-- Source data follows --
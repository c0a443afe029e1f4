//! Layered template variables.
//!
//! Every template renders against a [`VariableTree`] assembled from four
//! scopes, each overriding the previous one:
//!
//! ```text
//! 1. global      built-ins (url-home, url-about) + global.yml
//! 2. common      rendered fragments under `common.*`
//! 3. defaults    page-type keys such as `post.slug`, `post.url`
//! 4. item        the item's own YAML file, then `content`
//! ```
//!
//! Merging is shallow and right-biased: a key present in the overlay
//! replaces the base value wholesale, nested trees included. Merges always
//! produce a new tree, so one base scope can be shared by every page.

use serde::Serialize;
use std::collections::BTreeMap;
use std::fs;
use std::path::{Path, PathBuf};
use thiserror::Error;

/// Built-in global variables. The global file may override them, but the
/// keys are always present.
pub const BUILTIN_VARS: &[(&str, &str)] = &[("url-home", "/"), ("url-about", "/about/")];

/// File stem of the global variable file in the content root.
pub const GLOBAL_VARS_STEM: &str = "global";

#[derive(Error, Debug)]
pub enum VarsError {
    #[error("IO error reading {path}: {source}")]
    Io {
        path: PathBuf,
        source: std::io::Error,
    },
    #[error("Invalid YAML in {path}: {source}")]
    Parse {
        path: PathBuf,
        source: serde_yaml::Error,
    },
    #[error("Variable file {path} must contain a mapping at the top level, found {found}")]
    NotAMapping { path: PathBuf, found: &'static str },
    #[error("Variable file {path} uses a non-scalar mapping key")]
    InvalidKey { path: PathBuf },
}

/// A single template variable.
#[derive(Debug, Clone, PartialEq, Serialize)]
#[serde(untagged)]
pub enum Value {
    Text(String),
    Flag(bool),
    Tree(VariableTree),
    List(Vec<Value>),
}

impl From<&str> for Value {
    fn from(s: &str) -> Self {
        Value::Text(s.to_string())
    }
}

impl From<String> for Value {
    fn from(s: String) -> Self {
        Value::Text(s)
    }
}

impl From<VariableTree> for Value {
    fn from(tree: VariableTree) -> Self {
        Value::Tree(tree)
    }
}

/// A scope: string keys mapped to [`Value`]s.
#[derive(Debug, Clone, Default, PartialEq, Serialize)]
#[serde(transparent)]
pub struct VariableTree(BTreeMap<String, Value>);

impl VariableTree {
    pub fn new() -> Self {
        Self::default()
    }

    pub fn get(&self, key: &str) -> Option<&Value> {
        self.0.get(key)
    }

    /// Look up a string value.
    pub fn text(&self, key: &str) -> Option<&str> {
        match self.0.get(key) {
            Some(Value::Text(s)) => Some(s),
            _ => None,
        }
    }

    /// Look up a nested tree.
    pub fn tree(&self, key: &str) -> Option<&VariableTree> {
        match self.0.get(key) {
            Some(Value::Tree(t)) => Some(t),
            _ => None,
        }
    }

    pub fn contains_key(&self, key: &str) -> bool {
        self.0.contains_key(key)
    }

    /// Set `key`, replacing any previous value.
    pub fn insert(&mut self, key: impl Into<String>, value: impl Into<Value>) {
        self.0.insert(key.into(), value.into());
    }

    /// Builder form of [`insert`](Self::insert).
    pub fn with(mut self, key: impl Into<String>, value: impl Into<Value>) -> Self {
        self.insert(key, value);
        self
    }

    pub fn keys(&self) -> impl Iterator<Item = &str> {
        self.0.keys().map(String::as_str)
    }

    pub fn len(&self) -> usize {
        self.0.len()
    }

    pub fn is_empty(&self) -> bool {
        self.0.is_empty()
    }
}

impl<K: Into<String>, V: Into<Value>> FromIterator<(K, V)> for VariableTree {
    fn from_iter<I: IntoIterator<Item = (K, V)>>(iter: I) -> Self {
        Self(
            iter.into_iter()
                .map(|(k, v)| (k.into(), v.into()))
                .collect(),
        )
    }
}

/// Overlay `overlay` on a copy of `base`.
///
/// Keys only in `base` keep their value, every key of `overlay` wins.
/// Neither input is modified.
pub fn merge(base: &VariableTree, overlay: &VariableTree) -> VariableTree {
    let mut merged = base.clone();
    for (key, value) in &overlay.0 {
        merged.0.insert(key.clone(), value.clone());
    }
    merged
}

/// The built-in global variables as a tree.
pub fn builtin_vars() -> VariableTree {
    BUILTIN_VARS.iter().copied().collect()
}

/// Parse the text of a YAML variable file.
///
/// `path` is only used for error reporting. An empty document is an empty
/// tree; any other non-mapping top level is rejected.
pub fn parse_vars(text: &str, path: &Path) -> Result<VariableTree, VarsError> {
    let doc: serde_yaml::Value = serde_yaml::from_str(text).map_err(|source| VarsError::Parse {
        path: path.to_path_buf(),
        source,
    })?;
    match untag(doc) {
        serde_yaml::Value::Null => Ok(VariableTree::new()),
        serde_yaml::Value::Mapping(map) => mapping_to_tree(map, path),
        other => Err(VarsError::NotAMapping {
            path: path.to_path_buf(),
            found: yaml_kind(&other),
        }),
    }
}

/// Read and parse a YAML variable file.
pub fn load_yaml(path: &Path) -> Result<VariableTree, VarsError> {
    let text = fs::read_to_string(path).map_err(|source| VarsError::Io {
        path: path.to_path_buf(),
        source,
    })?;
    parse_vars(&text, path)
}

/// Find the global variable file (`global.<ext>`) in the content root.
///
/// Extensions are tried in order; the first existing file wins.
pub fn find_global_file(content_root: &Path, extensions: &[String]) -> Option<PathBuf> {
    extensions
        .iter()
        .map(|ext| content_root.join(format!("{GLOBAL_VARS_STEM}.{ext}")))
        .find(|p| p.is_file())
}

/// Build the global scope: built-ins, then the global file on top.
pub fn global_scope(content_root: &Path, extensions: &[String]) -> Result<VariableTree, VarsError> {
    let builtins = builtin_vars();
    match find_global_file(content_root, extensions) {
        Some(path) => Ok(merge(&builtins, &load_yaml(&path)?)),
        None => Ok(builtins),
    }
}

fn untag(value: serde_yaml::Value) -> serde_yaml::Value {
    match value {
        serde_yaml::Value::Tagged(tagged) => untag(tagged.value),
        other => other,
    }
}

fn yaml_kind(value: &serde_yaml::Value) -> &'static str {
    match value {
        serde_yaml::Value::Null => "null",
        serde_yaml::Value::Bool(_) => "a boolean",
        serde_yaml::Value::Number(_) => "a number",
        serde_yaml::Value::String(_) => "a string",
        serde_yaml::Value::Sequence(_) => "a sequence",
        serde_yaml::Value::Mapping(_) => "a mapping",
        serde_yaml::Value::Tagged(_) => "a tagged value",
    }
}

fn mapping_to_tree(map: serde_yaml::Mapping, path: &Path) -> Result<VariableTree, VarsError> {
    let mut tree = VariableTree::new();
    for (key, value) in map {
        let key = match untag(key) {
            serde_yaml::Value::String(s) => s,
            serde_yaml::Value::Number(n) => n.to_string(),
            serde_yaml::Value::Bool(b) => b.to_string(),
            _ => {
                return Err(VarsError::InvalidKey {
                    path: path.to_path_buf(),
                });
            }
        };
        // null removes nothing and sets nothing
        if let Some(value) = convert(value, path)? {
            tree.insert(key, value);
        }
    }
    Ok(tree)
}

fn convert(value: serde_yaml::Value, path: &Path) -> Result<Option<Value>, VarsError> {
    Ok(match value {
        serde_yaml::Value::Null => None,
        serde_yaml::Value::Bool(b) => Some(Value::Flag(b)),
        serde_yaml::Value::Number(n) => Some(Value::Text(n.to_string())),
        serde_yaml::Value::String(s) => Some(Value::Text(s)),
        serde_yaml::Value::Sequence(items) => {
            let mut list = Vec::with_capacity(items.len());
            for item in items {
                if let Some(v) = convert(item, path)? {
                    list.push(v);
                }
            }
            Some(Value::List(list))
        }
        serde_yaml::Value::Mapping(map) => Some(Value::Tree(mapping_to_tree(map, path)?)),
        serde_yaml::Value::Tagged(tagged) => convert(tagged.value, path)?,
    })
}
-- Source data concluded --
Check each line of the data for "BTreeMap". Copy the lines where it turns up.

use std::collections::BTreeMap;
pub struct VariableTree(BTreeMap<String, Value>);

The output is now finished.